Para Mitchell, se ve, hay ocho
posturas ideológicas en juego en la política estadounidense contemporánea. Hay
tres tipos de "izquierdistas": los comunitarios, los progresistas y
los radicales (que son mejor conocidos para el resto de nosotros como anarco-comunistas). Hay
tres tipos de conservadores: paleocons, el teocons (es decir, la derecha
religiosa) y neoconservadores. Y hay, como hemos
visto, dos tipos de libertarios.
Todas estas
combinaciones son necesarias porque cada grupo tiene una combinación diferente
de actitudes hacia el tema de lo que Albert Jay Nock llama
"poder social" contra "el poder del estado". Algunos
de ellos les gusta el poder del estado y no les gusta el poder social. A Otros
no les gusta el poder del estado y les gusta el poder social. Y
otros no les disgutan ambos, el poder social y el poder del estado. Sin
embargo, a otros les gusta tanto el poder del estado como el poder social. En
el caso de los libertarios, a los indies no les gusta el poder social, mientras
que a los paleolibs si. ¿Simplista? Sí.
¿Engañoso? Sí. ¿Un lecho de
Procusto al que muchos
defensores actuales de las libertades reales simplemente no pueden ajustarse? Definitivamente.
Para volver a
mi caso, mi nombre está públicamente asociado con el Instituto
Ludwig von
Mises, así que probablemente soy un paleolib a los ojos de Mitchell, aunque sí reconozca
que "todos los libertarios aceptan el programa básico libertario de los
derechos de propiedad privada e individual, y entonces el cruce es considerable
entre indies y paleolibs apoyando a las mismas organizaciones y escribiendo en
las mismas revistas". La parte de esta
frase en la que Mitchell afirma que "todos los libertarios aceptan (...)
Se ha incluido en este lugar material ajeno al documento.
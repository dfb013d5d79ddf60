/*
 * Copyright (c) godot-rust; Bromeon and contributors.
 * This Source Code Form is subject to the terms of the Mozilla Public
 * License, v. 2.0. If a copy of the MPL was not distributed with this
 * file, You can obtain one at https://mozilla.org/MPL/2.0/.
 */

//! # Internal crate of [**gdinterop**](https://docs.rs/gdinterop)
//!
//! Do not depend on this crate directly, instead use the `gdinterop` crate.
//! No SemVer or other guarantees are provided.
//!
//! Contains the GDExtension ABI subset, native value layouts, the interface table and the bind cache.

#![cfg_attr(test, allow(unused))]

// Output of generated code. Mimics the file structure, symbols are re-exported.
#[rustfmt::skip]
#[allow(
    non_camel_case_types,
    non_upper_case_globals,
    non_snake_case,
    clippy::redundant_static_lifetimes
)]
mod central {
    include!(concat!(env!("OUT_DIR"), "/central.rs"));
}

mod assertions;
mod binding;
mod gdextension_interface;
mod global;
mod init_level;
mod interface;
mod interface_init;
mod movable;
mod opaque;
mod toolbox;

pub mod bind_cache;
pub mod conv;
pub mod lifecycle;
pub mod native;

pub use bind_cache::{
    BindCell, MethodBind, PtrBuiltinMethod, PtrConstructor, PtrDestructor, PtrOperatorEvaluator,
    PtrUtilityFunction, resolve_builtin_method, resolve_method_bind, resolve_utility_function,
};
pub use binding::{
    InteropConfig, RuntimeVersion, begin_shutdown, config, get_interface, get_library,
    is_initialized, is_shutting_down, missing_interface_fn, runtime_version,
};
pub use central::*;
pub use conv::{SYS_FALSE, SYS_TRUE};
pub use gdextension_interface::*;
pub use global::{Global, GlobalReadGuard, GlobalWriteGuard};
pub use init_level::InitLevel;
pub use interface::{GDExtensionInterface, GetProcAddressFn};
pub use movable::Movable;
pub use native::*;
pub use toolbox::*;

// The impls only compile if those are different types -- ensures type safety of the opaque pointees.
trait Distinct {}
impl Distinct for GDExtensionVariantPtr {}
impl Distinct for GDExtensionTypePtr {}
impl Distinct for GDExtensionConstTypePtr {}
impl Distinct for GDExtensionStringNamePtr {}

/// Error code for custom call errors, outside the engine's own range. Only meaningful on the Rust side.
pub const GODOT_RUST_CUSTOM_CALL_ERROR: GDExtensionCallErrorType = 40;

/// Loads the interface table, checks the engine version and stores the binding for the process.
///
/// # Safety
/// - `get_proc_address` must be the function pointer passed by the engine to the extension entry point.
/// - `library` must be the pointer given by the engine at initialization.
///
/// # Panics
/// - If called a second time.
/// - If the running engine is older than the API manifest this crate was compiled against.
pub unsafe fn initialize(
    get_proc_address: GetProcAddressFn,
    library: GDExtensionClassLibraryPtr,
    config: InteropConfig,
) {
    out!("Load GDExtension interface...");

    // SAFETY: forwarded to caller.
    let interface = unsafe { GDExtensionInterface::load(get_proc_address) };

    let missing = interface.missing_functions();
    if !missing.is_empty() {
        out!("GDExtension interface functions not provided: {missing:?}");
    }

    let runtime_version = interface_init::ensure_runtime_compatibility(&interface);
    binding::initialize_binding(interface, library, runtime_version, config);

    out!(
        "Initialized gdinterop-ffi ({} precision, manifest {}).",
        InteropBuild::precision(),
        InteropBuild::godot_static_version_string()
    );
}

/// Fresh call error, initialized to "OK".
pub const fn default_call_error() -> GDExtensionCallError {
    GDExtensionCallError {
        error: GDEXTENSION_CALL_OK,
        argument: -1,
        expected: -1,
    }
}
los derechos individuales," no es técnicamente correcta, por supuesto. Desde
Max
Stirner en la segunda
mitad del siglo XIX, los llamados libertarios "consecuencialistas" han
argumentado que una persona debe actuar como si respetara los derechos de los
demás (a pesar de que no existan en realidad tal cosa como los "derechos")
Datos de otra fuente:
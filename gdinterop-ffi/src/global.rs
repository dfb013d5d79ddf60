/*
 * Copyright (c) godot-rust; Bromeon and contributors.
 * This Source Code Form is subject to the terms of the Mozilla Public
 * License, v. 2.0. If a copy of the MPL was not distributed with this
 * file, You can obtain one at https://mozilla.org/MPL/2.0/.
 */

use std::ops::{Deref, DerefMut};
use std::sync::{RwLock, RwLockReadGuard, RwLockWriteGuard};

/// Ergonomic global variables with shared and exclusive access.
///
/// No more `RwLock<Option<...>>` shenanigans with lazy initialization on each use site, or `OnceLock` which limits to immutable access.
///
/// It features:
/// - A `const` constructor, allowing to be used in `static` variables without `Option`.
/// - Initialization function provided in constructor, not in each use site separately.
/// - Concurrent readers through [`read()`](Self::read), a single writer through [`write()`](Self::write).
///
/// Lookup-heavy tables (e.g. conversion slots, read on every marshalled value) take the read path; registration takes the write path.
pub struct Global<T> {
    value: RwLock<InitState<T>>,
}

impl<T> Global<T> {
    /// Create `Global<T>`, providing a lazy initialization function.
    ///
    /// The initialization function is only called once, when the global is first accessed.
    pub const fn new(init_fn: fn() -> T) -> Self {
        Self {
            value: RwLock::new(InitState::Pending(init_fn)),
        }
    }

    /// Create `Global<T>` with `T::default()` as initialization function.
    ///
    /// This is inherent rather than implementing the `Default` trait, because the latter is not `const` and thus useless in static contexts.
    pub const fn default() -> Self
    where
        T: Default,
    {
        Self::new(T::default)
    }

    /// Returns a guard that gives shared access to the value.
    ///
    /// # Panics
    /// If the initialization function panicked, now or in an earlier call.
    pub fn read(&self) -> GlobalReadGuard<'_, T> {
        loop {
            {
                let guard = self.value.read().unwrap_or_else(|e| e.into_inner());
                match &*guard {
                    InitState::Initialized(_) => return GlobalReadGuard { guard },
                    InitState::Failed => panic!("previous Global<T> initialization failed due to panic"),
                    InitState::Pending(_) => {}
                }
            }

            // Initialize under the write lock, then retry the read.
            drop(self.write());
        }
    }

    /// Returns a guard that gives exclusive access to the value.
    ///
    /// # Panics
    /// If the initialization function panicked, now or in an earlier call.
    pub fn write(&self) -> GlobalWriteGuard<'_, T> {
        let mut guard = self.value.write().unwrap_or_else(|e| e.into_inner());

        match &*guard {
            InitState::Initialized(_) => {}
            InitState::Failed => panic!("previous Global<T> initialization failed due to panic"),
            InitState::Pending(init_fn) => {
                let init_fn = *init_fn;

                // Unwinding should be safe here, as there is no unsafe code relying on it.
                match std::panic::catch_unwind(init_fn) {
                    Ok(value) => *guard = InitState::Initialized(value),
                    Err(e) => {
                        eprintln!("panic during Global<T> initialization");
                        *guard = InitState::Failed;
                        std::panic::resume_unwind(e);
                    }
                }
            }
        }

        GlobalWriteGuard { guard }
    }
}

// ----------------------------------------------------------------------------------------------------------------------------------------------
// Guards

/// Guard that temporarily gives shared access to a `Global<T>`'s inner value.
pub struct GlobalReadGuard<'a, T> {
    guard: RwLockReadGuard<'a, InitState<T>>,
}

impl<T> Deref for GlobalReadGuard<'_, T> {
    type Target = T;

    fn deref(&self) -> &Self::Target {
        self.guard.unwrap_ref()
    }
}

/// Guard that temporarily gives exclusive access to a `Global<T>`'s inner value.
pub struct GlobalWriteGuard<'a, T> {
    guard: RwLockWriteGuard<'a, InitState<T>>,
}

impl<T> Deref for GlobalWriteGuard<'_, T> {
    type Target = T;

    fn deref(&self) -> &Self::Target {
        self.guard.unwrap_ref()
    }
}

impl<T> DerefMut for GlobalWriteGuard<'_, T> {
    fn deref_mut(&mut self) -> &mut Self::Target {
        self.guard.unwrap_mut()
    }
}

// ----------------------------------------------------------------------------------------------------------------------------------------------
// Internals

enum InitState<T> {
    Initialized(T),
    Pending(fn() -> T),
    Failed,
}

impl<T> InitState<T> {
    fn unwrap_ref(&self) -> &T {
        match self {
            InitState::Initialized(t) => t,
            _ => {
                // SAFETY: This method is only called from a guard, which can only be obtained in Initialized state.
                unsafe { std::hint::unreachable_unchecked() }
            }
        }
    }

    fn unwrap_mut(&mut self) -> &mut T {
        match self {
            InitState::Initialized(t) => t,
            _ => {
                // SAFETY: This method is only called from a guard, which can only be obtained in Initialized state.
                unsafe { std::hint::unreachable_unchecked() }
            }
        }
    }
}

// ----------------------------------------------------------------------------------------------------------------------------------------------
// Tests

#[cfg(test)]
mod tests {
    use super::*;
    use std::collections::HashMap;

    static MAP: Global<HashMap<i32, &'static str>> = Global::default();
    static VEC: Global<Vec<i32>> = Global::new(|| vec![1, 2, 3]);
    static FAILING: Global<u8> = Global::new(|| panic!("init failure"));

    #[test]
    fn test_global_map() {
        {
            let mut map = MAP.write();
            map.insert(2, "two");
            map.insert(3, "three");
        }

        {
            let mut map = MAP.write();
            map.insert(1, "one");
        }

        let map = MAP.read();
        assert_eq!(map.len(), 3);
        assert_eq!(map.get(&1), Some(&"one"));
        assert_eq!(map.get(&2), Some(&"two"));
        assert_eq!(map.get(&3), Some(&"three"));
    }

    #[test]
    fn test_global_vec_read_initializes() {
        assert_eq!(*VEC.read(), &[1, 2, 3]);

        VEC.write().push(4);

        let a = VEC.read();
        let b = VEC.read();
        assert_eq!(a.len(), b.len());
    }

    #[test]
    fn test_global_poisoned_by_init_panic() {
        let first = std::panic::catch_unwind(|| *FAILING.read());
        assert!(first.is_err());

        let second = std::panic::catch_unwind(|| *FAILING.read());
        assert!(second.is_err());
    }
}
porque, a largo plazo, esto le beneficiaría en la realización de sus asuntos. Esto
es simplemente otra indicación de lo poco que realmente Mitchell entiende sobre
el libertarismo y lo rápido y superficial era que su estudio.
Por otro lado,
cuando Mitchell dice que hay una gran cantidad de cruce institucionalmente
entre los indies y paleolibs, tiene razón. Francamente, me
gustaría que hubiera dedicado más de su explicación a las muchas maneras en que
estos tipos supuestamente diferentes de libertarios trabajan de hecho juntos
para avanzar en objetivos comunes. En su lugar,
dedica la mayor parte de su energía en sus dos capítulos de este movimiento de
los nuestros a perpetuar la disputa entre los libertarios del Instituto Mises y
los "libertarios de la circunvalación" del Instituto Cato y la
Fundación Reason.
Este tipo de
cosas es una pérdida de tiempo y energía, creo. Me
parece que todos los libertarios sólo deben hacer sus propias cosas y esperar
que sus compañeros libertarios los sorprendan realmente logrando algo mediante
la aplicación de sus diferentes estrategias. Debemos ser
críticos con los demás, sin duda - hay que someter a nuestros compañeros
libertarios al escrutinio más estricto y debemos limitar nuestra crítica, sobre
todo si creemos que lo que nuestros compañeros libertarios están haciendo
pudiera inducir a confundir al público, vendiando algo que no es libertarismo,
sino que se presenta bajo ese nombre. Sin embargo, interminables
disputas sobre nuestras diferencias no nos llevarán a ninguna parte. ¿Y
plasmar esas diferencias de una manera que ni siquiera cuenta con evidencia
disponible? Lo dicho.
Jeff Riggenbach es
periodista, autor, editor, locutor y educador. Miembro de la Organización de
Historiadores Americanos, ha escrito para periódicos como The New York Times, USA Today,
Los Angeles Times y San Francisco Chronicle; para revistas
como Reason, Inquiry y Liberty y sitios
web como LewRockwell.com, AntiWar.com y RationalReview.com. Aprovechando sus
cualidades vocales empleadas en radio clásica y de noticias de Los Ángeles, San
Francisco y Houston, Riggenbach también ha narrado las versiones en audiolibros
de numerosas obras libertarias, muchas disponibles en Mises Media.
Este artículo está transcrito del podcast Libertarian Tradition.